Today we are bombarded with news and pseudo news almost instantaneously, and we feel slighted if there is not video to accompany it. To say that the news and reporting businesses have changed could be the understatement of the decade. These organizations must now survive on clicks, rather than traditional advertising. There is no time for fact checking, proofreading or in-depth research. To survive in that business, you need to be out there first and be just a little more sensational than your competition. Accuracy be damned, there is another story coming in the next 10 minutes and by tomorrow we will have moved on to another crisis, real or imagined.
Atrocities and absurdities, events from around the globe … things that I have no ability to affect, change or cure. If I allow myself, I can be overwhelmed by stories that are less than news, stories that at their core are nothing more than schoolyard name-calling, except the participants are elected officials, not children.

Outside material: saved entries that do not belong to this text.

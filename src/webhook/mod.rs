//! Inbound webhook: signature verification, payload normalization, routes.

pub mod normalize;
pub mod routes;
pub mod signature;

pub use normalize::normalize;
pub use routes::{SIGNATURE_HEADER, WebhookState, webhook_routes};
pub use signature::{sign, verify_signature};
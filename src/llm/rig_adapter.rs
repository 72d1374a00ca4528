//! Bridges rig's `CompletionModel` to our `LlmProvider` trait.

use async_trait::async_trait;
use rig::completion::CompletionModel;
use rig::completion::message::AssistantContent;

use crate::error::LlmError;
use crate::llm::provider::{CompletionRequest, CompletionResponse, LlmProvider, Role};

/// Anthropic rejects requests without an explicit token budget.
const DEFAULT_MAX_TOKENS: u64 = 1024;

/// Wraps any rig completion model.
pub struct RigAdapter<M> {
    model: M,
    model_name: String,
}

impl<M> RigAdapter<M> {
    pub fn new(model: M, model_name: &str) -> Self {
        Self {
            model,
            model_name: model_name.to_string(),
        }
    }
}

#[async_trait]
impl<M> LlmProvider for RigAdapter<M>
where
    M: CompletionModel + Send + Sync + 'static,
{
    fn model_name(&self) -> &str {
        &self.model_name
    }

    async fn complete(&self, request: CompletionRequest) -> Result<CompletionResponse, LlmError> {
        let prompt = request
            .messages
            .iter()
            .filter(|m| m.role != Role::System)
            .map(|m| m.content.as_str())
            .collect::<Vec<_>>()
            .join("\n\n");

        let mut builder = self
            .model
            .completion_request(prompt)
            .max_tokens(request.max_tokens.map(u64::from).unwrap_or(DEFAULT_MAX_TOKENS));
        if let Some(preamble) = request.system_prompt() {
            builder = builder.preamble(preamble);
        }
        if let Some(temperature) = request.temperature {
            builder = builder.temperature(f64::from(temperature));
        }

        let response = builder.send().await.map_err(|e| LlmError::RequestFailed {
            provider: self.model_name.clone(),
            reason: e.to_string(),
        })?;

        let content = response
            .choice
            .iter()
            .filter_map(|c| match c {
                AssistantContent::Text(text) => Some(text.text.clone()),
                _ => None,
            })
            .collect::<Vec<_>>()
            .join("");

        if content.is_empty() {
            return Err(LlmError::InvalidResponse {
                provider: self.model_name.clone(),
                reason: "response contained no text".into(),
            });
        }

        Ok(CompletionResponse {
            content,
            input_tokens: response.usage.input_tokens as u32,
            output_tokens: response.usage.output_tokens as u32,
        })
    }
}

I can muster up all the righteous indignation and outrage that I want, stew over perceived stupidity, create posts on Facebook and other social media outlets, only to raise my blood pressure and offer no solutions, comfort or aid to anyone over stories that may not even be accurate or based on half-truths. To say that something is this or that does not make it so. To publish it online does not bolster its accuracy, honesty, or credibility.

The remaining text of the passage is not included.